== YOUR TASK ==
Without leaving out a single line, copy the records exactly.

+++ LISTED RECORDS +++

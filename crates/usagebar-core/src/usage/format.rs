//! Human-readable strings derived from usage data.

use chrono::{DateTime, Utc};

use super::types::UsageSnapshot;

/// Describe when a window resets, given an RFC 3339 timestamp
///
/// Unparseable timestamps are returned verbatim; a missing one becomes `---`.
pub fn format_reset_at(resets_at: Option<&str>, now: DateTime<Utc>) -> String {
    let Some(raw) = resets_at else {
        return "---".to_string();
    };

    match DateTime::parse_from_rfc3339(raw) {
        Ok(parsed) => {
            let diff = parsed.signed_duration_since(now);
            let hours = diff.num_hours();
            let mins = diff.num_minutes() % 60;
            if hours > 0 {
                format!("Resets in {}h {}m", hours, mins)
            } else if mins > 0 {
                format!("Resets in {}m", mins)
            } else {
                "Resets soon".to_string()
            }
        }
        Err(_) => raw.to_string(),
    }
}

/// Describe when a window resets, given the remaining seconds
pub fn format_reset_after(secs: i64) -> String {
    if secs <= 0 {
        return "Resets soon".to_string();
    }
    let hours = secs / 3600;
    let mins = (secs % 3600) / 60;
    if hours > 0 {
        format!("Resets in {}h {}m", hours, mins)
    } else {
        format!("Resets in {}m", mins)
    }
}

/// Label for a rate-limit window of the given length
pub fn window_label(window_secs: i64) -> String {
    let hours = window_secs / 3600;
    if hours >= 24 {
        format!("{}-day window", hours / 24)
    } else {
        format!("{}-hour window", hours)
    }
}

/// Tray title summarizing session/weekly usage per provider
///
/// Each entry is `(tag, snapshot)`; providers without data are skipped.
pub fn format_tray_title<'a, I>(entries: I) -> String
where
    I: IntoIterator<Item = (&'a str, Option<&'a UsageSnapshot>)>,
{
    let parts: Vec<String> = entries
        .into_iter()
        .filter_map(|(tag, snapshot)| {
            snapshot.map(|s| {
                format!(
                    "{}:{}/{}%",
                    tag,
                    s.session.percent_used.round() as i64,
                    s.weekly_all.percent_used.round() as i64
                )
            })
        })
        .collect();

    if parts.is_empty() {
        "Usage: --%".to_string()
    } else {
        parts.join("  ")
    }
}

+++

== RESULT OF THIS EXERCISE ==
filename crates/usagebar-core/src/usage/format.rs
//! Human-readable strings derived from usage data.

use chrono::{DateTime, Utc};

use super::types::UsageSnapshot;

/// Describe when a window resets, given an RFC 3339 timestamp
///
/// Unparseable timestamps are returned verbatim; a missing one becomes `---`.
pub fn format_reset_at(resets_at: Option<&str>, now: DateTime<Utc>) -> String {
    let Some(raw) = resets_at else {
        return "---".to_string();
    };

    match DateTime::parse_from_rfc3339(raw) {
        Ok(parsed) => {
            let diff = parsed.signed_duration_since(now);
            let hours = diff.num_hours();
            let mins = diff.num_minutes() % 60;
            if hours > 0 {
                format!("Resets in {}h {}m", hours, mins)
            } else if mins > 0 {
                format!("Resets in {}m", mins)
            } else {
                "Resets soon".to_string()
            }
        }
        Err(_) => raw.to_string(),
    }
}

/// Describe when a window resets, given the remaining seconds
pub fn format_reset_after(secs: i64) -> String {
    if secs <= 0 {
        return "Resets soon".to_string();
    }
    let hours = secs / 3600;
    let mins = (secs % 3600) / 60;
    if hours > 0 {
        format!("Resets in {}h {}m", hours, mins)
    } else {
        format!("Resets in {}m", mins)
    }
}

/// Label for a rate-limit window of the given length
pub fn window_label(window_secs: i64) -> String {
    let hours = window_secs / 3600;
    if hours >= 24 {
        format!("{}-day window", hours / 24)
    } else {
        format!("{}-hour window", hours)
    }
}

/// Tray title summarizing session/weekly usage per provider
///
/// Each entry is `(tag, snapshot)`; providers without data are skipped.
pub fn format_tray_title<'a, I>(entries: I) -> String
where
    I: IntoIterator<Item = (&'a str, Option<&'a UsageSnapshot>)>,
{
    let parts: Vec<String> = entries
        .into_iter()
        .filter_map(|(tag, snapshot)| {
            snapshot.map(|s| {
                format!(
                    "{}:{}/{}%",
                    tag,
                    s.session.percent_used.round() as i64,
                    s.weekly_all.percent_used.round() as i64
                )
            })
        })
        .collect();

    if parts.is_empty() {
        "Usage: --%".to_string()
    } else {
        parts.join("  ")
    }
}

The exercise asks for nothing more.